Ketika Idris menggiring bola melewati Kalila, dia berteriak, "Liat! Idris berhasil!" Kalila cepat berbalik dan berlari mengejarnya. "Eitsss ... tidak semudah itu! Ayo, liat siapa yang lebih cepet!"
Mereka berdua tercengang dan tawa riuh menggema di halaman, menciptakan momen indah yang penuh kegembiraan. "Tunggu, tunggu!" teriak Idris sambil berusaha menembakkan bola ke gawang yang mereka buat dari tirai hiasan. "Wah, ini gol terhebat yang pernah Idris lakuin!"
Kalila berlari ke arahnya, "Belum, baru satu kosong!"
Idris mengayunkan kakinya berjalan ke arah pohon mangga di dekatnya, lalu merebahkan dirinya di atas rumput. "Udah ah, Idris capek."
Kalila ikut merebahkan tubuhnya di samping Idris, lalu menolehkan kepalanya ke samping.

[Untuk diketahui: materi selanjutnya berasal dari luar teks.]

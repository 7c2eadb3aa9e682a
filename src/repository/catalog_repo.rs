use async_trait::async_trait;
use bson::{doc, Document};
use futures::stream::TryStreamExt;
use mongodb::options::{FindOptions, IndexOptions};
use mongodb::{Collection, Database, IndexModel};
use tokio::sync::RwLock;
use tracing::{error, info, warn};

use crate::model::catalog::{Category, Subcategory};
use crate::repository::repository_error::{RepositoryError, RepositoryResult};

#[async_trait]
pub trait CatalogRepository: Send + Sync {
    /// Newest first.
    async fn list_categories(&self) -> RepositoryResult<Vec<Category>>;
    async fn get_category(&self, id: &str) -> RepositoryResult<Option<Category>>;
    async fn insert_category(&self, category: Category) -> RepositoryResult<Category>;
    async fn update_category(&self, category: Category) -> RepositoryResult<Category>;
    async fn delete_category(&self, id: &str) -> RepositoryResult<()>;
    async fn count_categories(&self) -> RepositoryResult<u64>;

    /// Newest first, optionally restricted to one category.
    async fn list_subcategories(&self, category_id: Option<&str>) -> RepositoryResult<Vec<Subcategory>>;
    async fn get_subcategory(&self, id: &str) -> RepositoryResult<Option<Subcategory>>;
    async fn insert_subcategory(&self, subcategory: Subcategory) -> RepositoryResult<Subcategory>;
    async fn update_subcategory(&self, subcategory: Subcategory) -> RepositoryResult<Subcategory>;
    async fn delete_subcategory(&self, id: &str) -> RepositoryResult<()>;
    async fn count_subcategories(&self, category_id: Option<&str>) -> RepositoryResult<u64>;
}

pub struct MongoCatalogRepository {
    categories: Collection<Category>,
    subcategories: Collection<Subcategory>,
}

fn category_filter(category_id: Option<&str>) -> Document {
    match category_id {
        Some(id) => doc! { "category_id": id },
        None => Document::new(),
    }
}

fn newest_first() -> FindOptions {
    FindOptions::builder().sort(doc! { "created_at": -1 }).build()
}

impl MongoCatalogRepository {
    pub fn new(db: &Database) -> Self {
        MongoCatalogRepository {
            categories: db.collection::<Category>("categories"),
            subcategories: db.collection::<Subcategory>("subcategories"),
        }
    }

    pub async fn ensure_indexes(&self) -> RepositoryResult<()> {
        let unique = || IndexOptions::builder().unique(true).build();
        self.categories
            .create_index(IndexModel::builder().keys(doc! { "slug": 1 }).options(unique()).build(), None)
            .await?;
        self.subcategories
            .create_indexes(
                vec![
                    IndexModel::builder().keys(doc! { "slug": 1 }).options(unique()).build(),
                    IndexModel::builder().keys(doc! { "category_id": 1 }).build(),
                ],
                None,
            )
            .await?;
        info!("Catalog indexes ensured");
        Ok(())
    }
}

#[async_trait]
impl CatalogRepository for MongoCatalogRepository {
    async fn list_categories(&self) -> RepositoryResult<Vec<Category>> {
        let cursor = self.categories.find(None, newest_first()).await?;
        Ok(cursor.try_collect().await?)
    }

    #[tracing::instrument(skip(self), fields(id = %id))]
    async fn get_category(&self, id: &str) -> RepositoryResult<Option<Category>> {
        Ok(self.categories.find_one(doc! { "_id": id }, None).await?)
    }

    #[tracing::instrument(skip(self, category), fields(slug = %category.slug))]
    async fn insert_category(&self, category: Category) -> RepositoryResult<Category> {
        match self.categories.insert_one(&category, None).await {
            Ok(_) => {
                info!("Category created");
                Ok(category)
            }
            Err(e) => {
                error!("Failed to create category: {}", e);
                Err(e.into())
            }
        }
    }

    #[tracing::instrument(skip(self, category), fields(id = %category.id))]
    async fn update_category(&self, category: Category) -> RepositoryResult<Category> {
        let result = self
            .categories
            .replace_one(doc! { "_id": category.id.as_str() }, &category, None)
            .await?;
        if result.matched_count == 0 {
            warn!("No category found to update");
            return Err(RepositoryError::not_found(format!("Category not found for ID: {}", category.id)));
        }
        Ok(category)
    }

    #[tracing::instrument(skip(self), fields(id = %id))]
    async fn delete_category(&self, id: &str) -> RepositoryResult<()> {
        let result = self.categories.delete_one(doc! { "_id": id }, None).await?;
        if result.deleted_count == 0 {
            return Err(RepositoryError::not_found(format!("Category not found for ID: {}", id)));
        }
        info!("Category deleted");
        Ok(())
    }

    async fn count_categories(&self) -> RepositoryResult<u64> {
        Ok(self.categories.count_documents(None, None).await?)
    }

    async fn list_subcategories(&self, category_id: Option<&str>) -> RepositoryResult<Vec<Subcategory>> {
        let cursor = self.subcategories.find(category_filter(category_id), newest_first()).await?;
        Ok(cursor.try_collect().await?)
    }

    #[tracing::instrument(skip(self), fields(id = %id))]
    async fn get_subcategory(&self, id: &str) -> RepositoryResult<Option<Subcategory>> {
        Ok(self.subcategories.find_one(doc! { "_id": id }, None).await?)
    }

    #[tracing::instrument(skip(self, subcategory), fields(slug = %subcategory.slug))]
    async fn insert_subcategory(&self, subcategory: Subcategory) -> RepositoryResult<Subcategory> {
        match self.subcategories.insert_one(&subcategory, None).await {
            Ok(_) => {
                info!("Subcategory created");
                Ok(subcategory)
            }
            Err(e) => {
                error!("Failed to create subcategory: {}", e);
                Err(e.into())
            }
        }
    }

    #[tracing::instrument(skip(self, subcategory), fields(id = %subcategory.id))]
    async fn update_subcategory(&self, subcategory: Subcategory) -> RepositoryResult<Subcategory> {
        let result = self
            .subcategories
            .replace_one(doc! { "_id": subcategory.id.as_str() }, &subcategory, None)
            .await?;
        if result.matched_count == 0 {
            return Err(RepositoryError::not_found(format!("Subcategory not found for ID: {}", subcategory.id)));
        }
        Ok(subcategory)
    }

    #[tracing::instrument(skip(self), fields(id = %id))]
    async fn delete_subcategory(&self, id: &str) -> RepositoryResult<()> {
        let result = self.subcategories.delete_one(doc! { "_id": id }, None).await?;
        if result.deleted_count == 0 {
            return Err(RepositoryError::not_found(format!("Subcategory not found for ID: {}", id)));
        }
        info!("Subcategory deleted");
        Ok(())
    }

    async fn count_subcategories(&self, category_id: Option<&str>) -> RepositoryResult<u64> {
        Ok(self.subcategories.count_documents(category_filter(category_id), None).await?)
    }
}

#[derive(Default)]
pub struct InMemoryCatalogRepository {
    categories: RwLock<Vec<Category>>,
    subcategories: RwLock<Vec<Subcategory>>,
}

impl InMemoryCatalogRepository {
    pub fn new() -> Self {
        Self::default()
    }
}

#[async_trait]
impl CatalogRepository for InMemoryCatalogRepository {
    async fn list_categories(&self) -> RepositoryResult<Vec<Category>> {
        let mut categories = self.categories.read().await.clone();
        categories.sort_by(|a, b| b.created_at.cmp(&a.created_at));
        Ok(categories)
    }

    async fn get_category(&self, id: &str) -> RepositoryResult<Option<Category>> {
        Ok(self.categories.read().await.iter().find(|c| c.id == id).cloned())
    }

    async fn insert_category(&self, category: Category) -> RepositoryResult<Category> {
        let mut categories = self.categories.write().await;
        if categories.iter().any(|c| c.slug == category.slug) {
            return Err(RepositoryError::already_exists(format!("Duplicate key: slug {}", category.slug)));
        }
        categories.push(category.clone());
        Ok(category)
    }

    async fn update_category(&self, category: Category) -> RepositoryResult<Category> {
        let mut categories = self.categories.write().await;
        if categories.iter().any(|c| c.slug == category.slug && c.id != category.id) {
            return Err(RepositoryError::already_exists(format!("Duplicate key: slug {}", category.slug)));
        }
        let slot = categories
            .iter_mut()
            .find(|c| c.id == category.id)
            .ok_or_else(|| RepositoryError::not_found(format!("Category not found for ID: {}", category.id)))?;
        *slot = category.clone();
        Ok(category)
    }

    async fn delete_category(&self, id: &str) -> RepositoryResult<()> {
        let mut categories = self.categories.write().await;
        let before = categories.len();
        categories.retain(|c| c.id != id);
        if categories.len() == before {
            return Err(RepositoryError::not_found(format!("Category not found for ID: {}", id)));
        }
        Ok(())
    }

    async fn count_categories(&self) -> RepositoryResult<u64> {
        Ok(self.categories.read().await.len() as u64)
    }

    async fn list_subcategories(&self, category_id: Option<&str>) -> RepositoryResult<Vec<Subcategory>> {
        let mut subcategories: Vec<Subcategory> = self
            .subcategories
            .read()
            .await
            .iter()
            .filter(|s| category_id.map_or(true, |id| s.category_id == id))
            .cloned()
            .collect();
        subcategories.sort_by(|a, b| b.created_at.cmp(&a.created_at));
        Ok(subcategories)
    }

    async fn get_subcategory(&self, id: &str) -> RepositoryResult<Option<Subcategory>> {
        Ok(self.subcategories.read().await.iter().find(|s| s.id == id).cloned())
    }

    async fn insert_subcategory(&self, subcategory: Subcategory) -> RepositoryResult<Subcategory> {
        let mut subcategories = self.subcategories.write().await;
        if subcategories.iter().any(|s| s.slug == subcategory.slug) {
            return Err(RepositoryError::already_exists(format!("Duplicate key: slug {}", subcategory.slug)));
        }
        subcategories.push(subcategory.clone());
        Ok(subcategory)
    }

    async fn update_subcategory(&self, subcategory: Subcategory) -> RepositoryResult<Subcategory> {
        let mut subcategories = self.subcategories.write().await;
        if subcategories.iter().any(|s| s.slug == subcategory.slug && s.id != subcategory.id) {
            return Err(RepositoryError::already_exists(format!("Duplicate key: slug {}", subcategory.slug)));
        }
        let slot = subcategories
            .iter_mut()
            .find(|s| s.id == subcategory.id)
            .ok_or_else(|| RepositoryError::not_found(format!("Subcategory not found for ID: {}", subcategory.id)))?;
        *slot = subcategory.clone();
        Ok(subcategory)
    }

    async fn delete_subcategory(&self, id: &str) -> RepositoryResult<()> {
        let mut subcategories = self.subcategories.write().await;
        let before = subcategories.len();
        subcategories.retain(|s| s.id != id);
        if subcategories.len() == before {
            return Err(RepositoryError::not_found(format!("Subcategory not found for ID: {}", id)));
        }
        Ok(())
    }

    async fn count_subcategories(&self, category_id: Option<&str>) -> RepositoryResult<u64> {
        Ok(self
            .subcategories
            .read()
            .await
            .iter()
            .filter(|s| category_id.map_or(true, |id| s.category_id == id))
            .count() as u64)
    }
}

Sudut bibirnya tertarik ke atas sambil memandangi wajah lelah sang adik. "Gimana, seru?" tanya Kalila, memastikan jika Idris benar-benar puas dengan permainan bola tadi.
Idris mengangguk cepat. "Seru, seru banget."

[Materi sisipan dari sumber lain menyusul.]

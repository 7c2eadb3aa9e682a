use std::env;
use serde::{Serialize, Deserialize};
use crate::config::ConfigError;
use crate::util::password::{PasswordUtils, PasswordUtilsImpl};

/// Credentials of the admin account created on first start.
#[derive(Debug, Clone, Serialize, Deserialize)]
pub struct AdminUserConfig {
    pub username: String,
    pub first_name: String,
    pub last_name: String,
    pub email: String,
    pub password: String,
}

fn required(name: &str) -> Result<String, ConfigError> {
    env::var(name).map_err(|_| ConfigError::EnvVarNotFound(name.to_string()))
}

impl AdminUserConfig {
    pub fn from_env() -> Result<Self, ConfigError> {
        let config = AdminUserConfig {
            username: required("ADMIN_USERNAME")?,
            first_name: required("ADMIN_FIRST_NAME")?,
            last_name: required("ADMIN_LAST_NAME")?,
            email: required("ADMIN_EMAIL")?,
            password: required("ADMIN_PASSWORD")?,
        };
        config.validate()?;
        Ok(config)
    }

    pub fn validate(&self) -> Result<(), ConfigError> {
        if !self.email.contains('@') {
            return Err(ConfigError::ValidationError("ADMIN_EMAIL must be an email address".to_string()));
        }
        PasswordUtilsImpl::validate_password_strength(&self.password)
            .map_err(|rules| ConfigError::ValidationError(format!("ADMIN_PASSWORD: {}", rules.join("; "))))
    }
}

impl Default for AdminUserConfig {
    fn default() -> Self {
        AdminUserConfig {
            username: "admin".to_string(),
            first_name: "Store".to_string(),
            last_name: "Admin".to_string(),
            email: "admin@example.com".to_string(),
            password: "Admin#Pass123".to_string(),
        }
    }
}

Kalila merasa lega mendengarnya. Setiap Minggu pagi, Kalila memang berjanji akan menciptakan momen yang lebih ceria untuk Idris. Mereka sering keluar ke halaman belakang, di mana Idris bermain bola, berlarian di rumput dengan tawa kecilnya yang tulus.

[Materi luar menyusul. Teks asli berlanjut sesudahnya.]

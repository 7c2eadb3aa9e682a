use std::sync::Arc;

use async_trait::async_trait;
use chrono::Utc;
use tracing::{error, info, instrument, warn};
use uuid::Uuid;

use crate::dto::catalog_dto::{CategoryRequest, ImageUpload, SubcategoryRequest};
use crate::model::catalog::{category_slug, subcategory_slug, Category, Subcategory};
use crate::repository::catalog_repo::CatalogRepository;
use crate::util::error::ServiceError;
use crate::util::storage::ObjectStorage;

pub const CATEGORY_HAS_CHILDREN: &str = "This category has subcategories. Please delete them first.";

#[async_trait]
pub trait CatalogService: Send + Sync {
    async fn list_categories(&self) -> Result<Vec<Category>, ServiceError>;
    async fn create_category(&self, request: CategoryRequest) -> Result<Category, ServiceError>;
    async fn update_category(&self, id: &str, request: CategoryRequest) -> Result<Category, ServiceError>;
    async fn delete_category(&self, id: &str) -> Result<(), ServiceError>;

    async fn list_subcategories(&self, category_id: Option<&str>) -> Result<Vec<Subcategory>, ServiceError>;
    async fn create_subcategory(&self, request: SubcategoryRequest) -> Result<Subcategory, ServiceError>;
    async fn update_subcategory(&self, id: &str, request: SubcategoryRequest) -> Result<Subcategory, ServiceError>;
    async fn delete_subcategory(&self, id: &str) -> Result<(), ServiceError>;

    /// Stores the image and returns its public URL.
    async fn upload_image(&self, upload: ImageUpload) -> Result<String, ServiceError>;
}

pub struct CatalogServiceImpl {
    pub catalog_repo: Arc<dyn CatalogRepository>,
    pub storage: Arc<dyn ObjectStorage>,
}

impl CatalogServiceImpl {
    pub fn new(catalog_repo: Arc<dyn CatalogRepository>, storage: Arc<dyn ObjectStorage>) -> Self {
        CatalogServiceImpl { catalog_repo, storage }
    }

    async fn require_category(&self, id: &str) -> Result<Category, ServiceError> {
        self.catalog_repo
            .get_category(id)
            .await?
            .ok_or_else(|| ServiceError::NotFound(format!("Category not found for ID: {}", id)))
    }
}

fn slug_or(explicit: Option<String>, derived: String) -> Result<String, ServiceError> {
    let slug = explicit.map(|s| s.trim().to_string()).unwrap_or(derived);
    if slug.is_empty() {
        return Err(ServiceError::InvalidInput("Slug must not be empty".to_string()));
    }
    Ok(slug)
}

/// Lowercased file name with every char outside `[a-z0-9.]` replaced by `-`.
pub fn safe_file_name(file_name: &str) -> String {
    file_name
        .to_lowercase()
        .chars()
        .map(|c| if c.is_ascii_lowercase() || c.is_ascii_digit() || c == '.' { c } else { '-' })
        .collect()
}

#[async_trait]
impl CatalogService for CatalogServiceImpl {
    async fn list_categories(&self) -> Result<Vec<Category>, ServiceError> {
        Ok(self.catalog_repo.list_categories().await?)
    }

    #[instrument(skip(self, request), fields(name = %request.name))]
    async fn create_category(&self, request: CategoryRequest) -> Result<Category, ServiceError> {
        let slug = slug_or(request.slug, category_slug(&request.name))?;
        let category = Category {
            id: Uuid::new_v4().to_string(),
            name: request.name.trim().to_string(),
            slug,
            image: request.image,
            created_at: Utc::now(),
        };
        let res = self.catalog_repo.insert_category(category).await;
        if let Err(e) = &res {
            error!("Failed to create category: {e}");
        }
        Ok(res?)
    }

    #[instrument(skip(self, request), fields(id = %id))]
    async fn update_category(&self, id: &str, request: CategoryRequest) -> Result<Category, ServiceError> {
        let existing = self.require_category(id).await?;
        let slug = slug_or(request.slug, category_slug(&request.name))?;
        let category = Category {
            name: request.name.trim().to_string(),
            slug,
            image: request.image.or(existing.image),
            ..existing
        };
        Ok(self.catalog_repo.update_category(category).await?)
    }

    #[instrument(skip(self), fields(id = %id))]
    async fn delete_category(&self, id: &str) -> Result<(), ServiceError> {
        let children = self.catalog_repo.count_subcategories(Some(id)).await?;
        if children > 0 {
            warn!(children, "Refusing to delete category with subcategories");
            return Err(ServiceError::Conflict(CATEGORY_HAS_CHILDREN.to_string()));
        }
        self.catalog_repo.delete_category(id).await?;
        info!("Category deleted");
        Ok(())
    }

    async fn list_subcategories(&self, category_id: Option<&str>) -> Result<Vec<Subcategory>, ServiceError> {
        Ok(self.catalog_repo.list_subcategories(category_id).await?)
    }

    #[instrument(skip(self, request), fields(name = %request.name, category_id = %request.category_id))]
    async fn create_subcategory(&self, request: SubcategoryRequest) -> Result<Subcategory, ServiceError> {
        self.require_category(&request.category_id).await?;
        let slug = slug_or(request.slug, subcategory_slug(&request.name))?;
        let subcategory = Subcategory {
            id: Uuid::new_v4().to_string(),
            name: request.name.trim().to_string(),
            slug,
            category_id: request.category_id,
            image: request.image,
            created_at: Utc::now(),
        };
        Ok(self.catalog_repo.insert_subcategory(subcategory).await?)
    }

    #[instrument(skip(self, request), fields(id = %id))]
    async fn update_subcategory(&self, id: &str, request: SubcategoryRequest) -> Result<Subcategory, ServiceError> {
        let existing = self
            .catalog_repo
            .get_subcategory(id)
            .await?
            .ok_or_else(|| ServiceError::NotFound(format!("Subcategory not found for ID: {}", id)))?;
        if existing.category_id != request.category_id {
            self.require_category(&request.category_id).await?;
        }
        let slug = slug_or(request.slug, subcategory_slug(&request.name))?;
        let subcategory = Subcategory {
            name: request.name.trim().to_string(),
            slug,
            category_id: request.category_id,
            image: request.image.or(existing.image),
            ..existing
        };
        Ok(self.catalog_repo.update_subcategory(subcategory).await?)
    }

    #[instrument(skip(self), fields(id = %id))]
    async fn delete_subcategory(&self, id: &str) -> Result<(), ServiceError> {
        self.catalog_repo.delete_subcategory(id).await?;
        info!("Subcategory deleted");
        Ok(())
    }

    #[instrument(skip(self, upload), fields(folder = upload.folder.as_str(), file = %upload.file_name, size = upload.data.len()))]
    async fn upload_image(&self, upload: ImageUpload) -> Result<String, ServiceError> {
        if !upload.content_type.starts_with("image/") {
            return Err(ServiceError::InvalidInput(format!(
                "Only images can be uploaded, got {}",
                upload.content_type
            )));
        }
        if upload.data.is_empty() {
            return Err(ServiceError::InvalidInput("Uploaded file is empty".to_string()));
        }
        let key = format!(
            "{}/{}-{}",
            upload.folder.as_str(),
            Utc::now().timestamp_millis(),
            safe_file_name(&upload.file_name)
        );
        self.storage
            .put_object(&key, upload.data, &upload.content_type)
            .await
            .map_err(|e| {
                error!("Image upload failed: {e}");
                ServiceError::InternalError(format!("Storage error: {e}"))
            })?;
        info!(key = %key, "Image uploaded");
        Ok(self.storage.public_url(&key))
    }
}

Idris tiba-tiba bertanya, "Kak Lila, kenapa Idris nggak punya ayah?"
Kalila tertegun oleh pertanyaan Idris. Belum sempat ia menjawab, Idris kembali melanjutkan, " Gimana caranya punya ayah seperti temen-temen? Idris bosen diantar Kakak terus, temen-temen Idris sekolahnya diantar ayahnya." Kini, posisinya menyamping, pandangannya beradu dalam kesedihan.
Pertanyaan itu membuat dada Kalila sesak. Ia menatap adiknya dengan wajah cemas, tetapi berusaha memberikan jawaban yang tidak menyakitkan.
"Jadi, Idris nggak suka diantar Kakak?" Kalila pura-pura merajuk.
"Bukan, bukan gitu. Idris suka kok diantar Kak Lila, apalagi kalau dapat uang saku. Tapi ... tapi ...."
Kalila menangkap keraguan di mata adiknya.
"Tapi, Idris pengen tau rasanya berangkat sekolah diantar ayah. Apa itu mungkin?"
"Kalila mendekatkan dirinya pada Idris. Dipeluknya sang adik sambil terus mengelus punggungnya agar Idris sedikit lebih tenang.
"Kalau gitu, Idris harus salat, ya? Berdoa semoga Idris bisa ketemu ayah."
"Idris boleh minta apa aja sama Allah?"
"Boleh dong."
Idris langsung memposisikan tangannya menengadah. Mulut mungilnya berucap dengan penuh harap, "Ya Allah, Idris pengin ketemu ayah. Boleh, ya? Sebentar aja nggak apa-apa kok."
"Udah berdoanya?" tanya Kalila.
Idris mengangguk pelan, meskipun matanya tampak penuh tanya. Namun, ia tidak bertanya lebih jauh.
"Kak Lila, ayo main bola lagi! Idris pasti bisa menang!" serunya tiba-tiba, mencoba mengalihkan pikirannya.
Kalila tersenyum dan mengangguk. "Ayo, tapi hati-hati. Jangan sampai jatuh."
Mereka pun kembali bermain bola, tertawa dan berlarian, seolah melupakan kenyataan bahwa rumah mereka kini terasa lebih sunyi dan kosong.
Namun, ketika malam tiba, Kalila kembali merasakan beban itu menekan. Ibunya yang sering mengurung diri di kamar membuatnya merasa semakin kesepian. Ia harus menjadi segalanya bagi Idris—pelindung, penghibur, bahkan pengganti ayah yang tak pernah datang.
Meski begitu, ada momen-momen yang menguatkan Kalila. Saat melihat Idris tertawa atau bercanda, ia merasa ada secercah harapan yang masuk ke dalam rumah mereka. Idris, dengan segala kepolosannya, adalah alasan Kalila bertahan.
Setiap kali melihat adiknya bermain dengan riang, Kalila tahu bahwa masih ada hal yang patut diperjuangkan. Meskipun hidup mereka berubah drastis, kebersamaan mereka tetap menjadi sesuatu yang tak tergantikan. Idris mungkin tidak sepenuhnya memahami apa yang terjadi, tetapi ia adalah pengingat bahwa, di tengah kekacauan ini, masih ada harapan yang harus mereka pertahankan bersama.